The Verizon request asked for date and time of calls, the numbers called from and to, and the length of the calls. I know Verizon has this information, since it’s printed in my statements. I suspect Verizon also has digital recordings of all my calls, and copies of all my data transactions, including emails, texts, browsing history and other app-related data, which could just as easily be sitting in the Utah data center of the NSA this very moment.
Smart phones are very privacy-invasive devices, by their very nature. We entrust them with our most secret thoughts, sometimes intimate photographs of ourselves and others, we speak into them what we want our partners to hear on the other end, and we record our private information through them. All this information goes through a network, and anyone willing and motivated could intercept all of this for his own legitimate or illegitimate purposes.
If you have an iPhone and have used Siri, you know that the thing can listen to you and understand what you’re saying. But to turn on Siri, you have to push a button, right? So you’re safe when the phone is sleeping. Not so.
I am sure you have received “pocket calls” where somebody’s phone called yours, while it’s in their pocket, and you heard muffled sounds, but more often than not actual conversation fragments that the caller knew nothing about.
My iPhone is on my desk next to me as I type. It’s sleeping, or so I think. I just saw an article about a kid in Silicon Valley who got tired of having to push the iPhone button to activate Siri, so he wrote an app that, when active, makes Siri listen all the time. He can now just talk to his sleeping phone and it wakes up and responds, asking him what he wants.
The fact that he can write this app shows me that the phone is able to listen all the time, on or off, whether I know it’s listening or not.
It also has a camera, front and back. I think it’s only using the camera when I activate the camera app. Really? How do I know? What keeps me from writing an app that looks and records what it sees, front and back, all the time? How would I know? That fact is, I wouldn’t.
I recently also heard that a former Nokia engineer disclosed that as far back as 2007, there was a way that the NSA could remotely TURN ON your mobile device, as long as it knew your phone number. So even of you have powered down your device – if you think your device is completely powered off – the NSA can remotely turn it on. It’s never really off, it’s always ready to receive commands, local or remote. The only way to prevent this from happening was to pop out the battery.

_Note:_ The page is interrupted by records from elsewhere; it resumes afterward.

use thiserror::Error;

use crate::{
    opcode::Opcode, AppKey, DeviceUuid, KeyIndex, ModelBinding, UnicastAddr, ADDR_ALL_NODES,
};

#[derive(Error, Debug, Clone, PartialEq, Eq)]
pub enum TransportError {
    #[error("Mesh stack init failed, err {0}")]
    Init(i32),
    #[error("Provisioning enable failed, err {0}")]
    Enable(i32),
    #[error("No route to 0x{0:04x}")]
    Unreachable(UnicastAddr),
    #[error("Send of {opcode} to 0x{dst:04x} failed, err {code}")]
    Send {
        opcode: Opcode,
        dst: UnicastAddr,
        code: i32,
    },
    #[error("Transport not attached to a mesh")]
    Detached,
    #[error("Transport Error {0}")]
    Other(String),
}

/// Key securing an access message
#[derive(Debug, Clone, Copy, PartialEq, Eq)]
pub enum AccessKey {
    /// Per-device key, used by configuration messages
    Device,
    App(KeyIndex),
}

#[derive(Debug, Clone, Copy, PartialEq, Eq)]
pub struct MessageCtx {
    pub net_idx: KeyIndex,
    pub key: AccessKey,
    pub dst: UnicastAddr,
    pub ttl: u8,
}

impl MessageCtx {
    pub fn is_broadcast(&self) -> bool {
        self.dst == ADDR_ALL_NODES
    }
}

/// Fully addressed message handed to the mesh stack
#[derive(Debug, Clone, PartialEq, Eq)]
pub struct OutboundMessage {
    pub ctx: MessageCtx,
    /// Local model the message is sent from
    pub sender: crate::ModelKey,
    pub opcode: Opcode,
    pub payload: Vec<u8>,
}

/// Frame delivered by the mesh stack's model operation callback. The
/// payload is raw: nothing has checked its length yet.
#[derive(Debug, Clone, PartialEq, Eq)]
pub struct InboundMessage {
    pub src: UnicastAddr,
    pub dst: UnicastAddr,
    pub opcode: Opcode,
    pub payload: Vec<u8>,
}

/// Primitives consumed from the external mesh stack. All calls return
/// once the request is queued; results arrive later as events on the
/// node's event stream.
pub trait MeshTransport: Send {
    /// Register the node with the stack
    fn init(&mut self, uuid: &DeviceUuid) -> Result<(), TransportError>;
    /// Start advertising (node) or scanning (provisioner)
    fn enable_provisioning(&mut self) -> Result<(), TransportError>;
    fn disable_provisioning(&mut self) -> Result<(), TransportError>;
    /// Provisioner: provision a device seen in an unprovisioned beacon
    fn add_unprovisioned_device(&mut self, uuid: &DeviceUuid) -> Result<(), TransportError>;
    fn add_local_app_key(
        &mut self,
        net_idx: KeyIndex,
        app_idx: KeyIndex,
        key: &AppKey,
    ) -> Result<(), TransportError>;
    fn bind_local_model(
        &mut self,
        binding: ModelBinding,
        app_idx: KeyIndex,
    ) -> Result<(), TransportError>;
    fn send(&mut self, msg: &OutboundMessage) -> Result<(), TransportError>;
}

Of this, I also have no evidence. But just the possibility scares the hell out of me. I will never look at my iPhone the same way again. The thing could be outright evil. I have no privacy at all while it’s on me, listening to me, near me, watching me, or while it’s recording everything I do on it.
Let’s leave smartphones for a moment and go to the family room, where the Xbox One sits. You turn it on simply by saying “Xbox On.” This implies, of course, that it’s listening to you all the time, waiting for that command. Microsoft ensures us that it’s not listening to anything else.

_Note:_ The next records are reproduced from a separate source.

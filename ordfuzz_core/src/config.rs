use serde::Deserialize;
use std::path::{Path, PathBuf};

#[derive(Deserialize, Debug, Clone)]
#[serde(rename_all = "kebab-case")]
#[serde(deny_unknown_fields)]
pub struct FuzzerSettings {
    /// Stop after this many rounds even if partial orders remain.
    #[serde(default)]
    pub max_rounds: Option<u64>,
    #[serde(default = "default_threads")]
    pub threads: usize,
    #[serde(default)]
    pub rng_seed: u64,
}

pub fn default_threads() -> usize {
    1
}

impl Default for FuzzerSettings {
    fn default() -> Self {
        Self {
            max_rounds: None,
            threads: default_threads(),
            rng_seed: 0,
        }
    }
}

#[derive(Deserialize, Debug, Clone, PartialEq, Eq)]
#[serde(rename_all = "kebab-case")]
#[serde(deny_unknown_fields)]
pub struct CampaignSettings {
    #[serde(default = "default_orders_per_round")]
    pub orders_per_round: usize,
    #[serde(default = "default_benchmarks_per_round")]
    pub benchmarks_per_round: usize,
}

pub fn default_orders_per_round() -> usize {
    2
}

pub fn default_benchmarks_per_round() -> usize {
    4
}

impl Default for CampaignSettings {
    fn default() -> Self {
        Self {
            orders_per_round: default_orders_per_round(),
            benchmarks_per_round: default_benchmarks_per_round(),
        }
    }
}

#[derive(Deserialize, Debug, Clone)]
#[serde(rename_all = "kebab-case")]
#[serde(deny_unknown_fields)]
pub struct RunnerSettings {
    /// Program and arguments. `{target}`, `{output}` and `{config}` are
    /// substituted per job; `{config}` expands to the non-default options.
    #[serde(default)]
    pub command: Vec<String>,
    #[serde(default = "default_timeout_minutes")]
    pub timeout_minutes: u64,
    pub working_dir: Option<PathBuf>,
    #[serde(default = "default_output_dir")]
    pub output_dir: PathBuf,
}

fn default_timeout_minutes() -> u64 {
    30
}

pub fn default_output_dir() -> PathBuf {
    PathBuf::from("./.ordfuzz/results")
}

impl Default for RunnerSettings {
    fn default() -> Self {
        Self {
            command: Vec::new(),
            timeout_minutes: default_timeout_minutes(),
            working_dir: None,
            output_dir: default_output_dir(),
        }
    }
}

#[derive(Deserialize, Debug, Clone)]
#[serde(rename_all = "kebab-case")]
#[serde(deny_unknown_fields)]
pub struct SpaceSettings {
    pub path: PathBuf,
}

#[derive(Deserialize, Debug, Clone, Default)]
#[serde(rename_all = "kebab-case")]
#[serde(deny_unknown_fields)]
pub struct BenchmarkSettings {
    #[serde(default)]
    pub targets: Vec<String>,
}

#[derive(Deserialize, Debug, Clone)]
#[serde(rename_all = "kebab-case")]
#[serde(deny_unknown_fields)]
pub struct SeedSettings {
    /// External generator; without one, seeds are drawn from the space itself.
    #[serde(default)]
    pub command: Option<Vec<String>>,
    #[serde(default = "default_option_probability")]
    pub option_probability: f64,
}

fn default_option_probability() -> f64 {
    0.5
}

impl Default for SeedSettings {
    fn default() -> Self {
        Self {
            command: None,
            option_probability: default_option_probability(),
        }
    }
}

#[derive(Deserialize, Debug, Clone, Copy, PartialEq, Eq, Default)]
#[serde(rename_all = "kebab-case")]
pub enum ReaderKind {
    #[default]
    Lines,
    Json,
}

#[derive(Deserialize, Debug, Clone)]
#[serde(rename_all = "kebab-case")]
#[serde(deny_unknown_fields)]
pub struct ReportSettings {
    #[serde(default = "default_violations_dir")]
    pub violations_dir: PathBuf,
    #[serde(default)]
    pub ground_truth_dir: Option<PathBuf>,
    #[serde(default)]
    pub reader: ReaderKind,
}

pub fn default_violations_dir() -> PathBuf {
    PathBuf::from("./.ordfuzz/violations")
}

impl Default for ReportSettings {
    fn default() -> Self {
        Self {
            violations_dir: default_violations_dir(),
            ground_truth_dir: None,
            reader: ReaderKind::default(),
        }
    }
}

#[derive(Deserialize, Debug, Clone, Default)]
#[serde(rename_all = "kebab-case")]
#[serde(deny_unknown_fields)]
pub struct OrdfuzzConfig {
    #[serde(default)]
    pub fuzzer: Option<FuzzerSettings>,
    #[serde(default)]
    pub campaign: CampaignSettings,
    #[serde(default)]
    pub runner: RunnerSettings,
    #[serde(default)]
    pub space: Option<SpaceSettings>,
    #[serde(default)]
    pub benchmarks: BenchmarkSettings,
    #[serde(default)]
    pub seeds: SeedSettings,
    #[serde(default)]
    pub report: ReportSettings,
}

impl OrdfuzzConfig {
    pub fn load_from_file(path: &Path) -> Result<Self, anyhow::Error> {
        let content = std::fs::read_to_string(path)
            .map_err(|e| anyhow::anyhow!("Failed to read config file at {:?}: {}", path, e))?;

        let config: OrdfuzzConfig = toml::from_str(&content).map_err(|e| {
            anyhow::anyhow!("Failed to parse TOML from config file {:?}: {}", path, e)
        })?;

        config
            .validate()
            .map_err(|e| anyhow::anyhow!("Invalid config file {:?}: {}", path, e))?;
        Ok(config)
    }

    /// Rejects values that would stall the campaign loop or break sampling.
    pub fn validate(&self) -> Result<(), anyhow::Error> {
        if self.campaign.orders_per_round == 0 {
            anyhow::bail!("campaign.orders-per-round must be at least 1");
        }
        if self.campaign.benchmarks_per_round == 0 {
            anyhow::bail!("campaign.benchmarks-per-round must be at least 1");
        }
        let probability = self.seeds.option_probability;
        if !(0.0..=1.0).contains(&probability) {
            anyhow::bail!("seeds.option-probability must be within [0, 1], got {probability}");
        }
        Ok(())
    }

    pub fn fuzzer_settings(&self) -> FuzzerSettings {
        self.fuzzer.clone().unwrap_or_default()
    }
}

Really? I am supposed to believe that? What about the NSA PRISM program requesting direct access to servers from Google, Yahoo, Microsoft, Apple, Facebook, Skype, AOL, PalTalk and YouTube back to 2007? When Microsoft says my privacy is important, that’s supposed to make me comfortable, when I know that the long arm of the government can reach all the way into my living room through the Xbox One sitting there, listening to every word I say?
Not only does it listen, it can see me, and track my eye movements. It can tell what on the screen I am looking at. What else can it see me doing, sitting on my couch, presumably thinking I am alone?
The irony of all this is that we are volunteering to do this. Nobody is forcing us to use smartphones and carry them with us everywhere we go. Nobody is making us buy Xboxes and place big brother’s eyes and ears right into our living rooms. We are spending our own money on those machines, and we are choosing to subject ourselves, and our privacy, to them.
If you are not frightened enough yet, read The Traveler – by John Twelve Hawks for a healthy dose of paranoia – and probably reality, to really stir things up.
With the government invading our privacy, the threat to our welfare is far, far greater than anything the government could do to “take our guns away” which we seem to have been so worried about recently.
Privacy – what privacy? We have given that up years ago without even a fight.
There are actually people who will say, “If you aren’t doing anything wrong, what do you have to hide?” I’m curious how you would respond to them.
I would say: “Who defines ‘wrong’?” In 1933, Hitler came and decided that being born Jewish was wrong.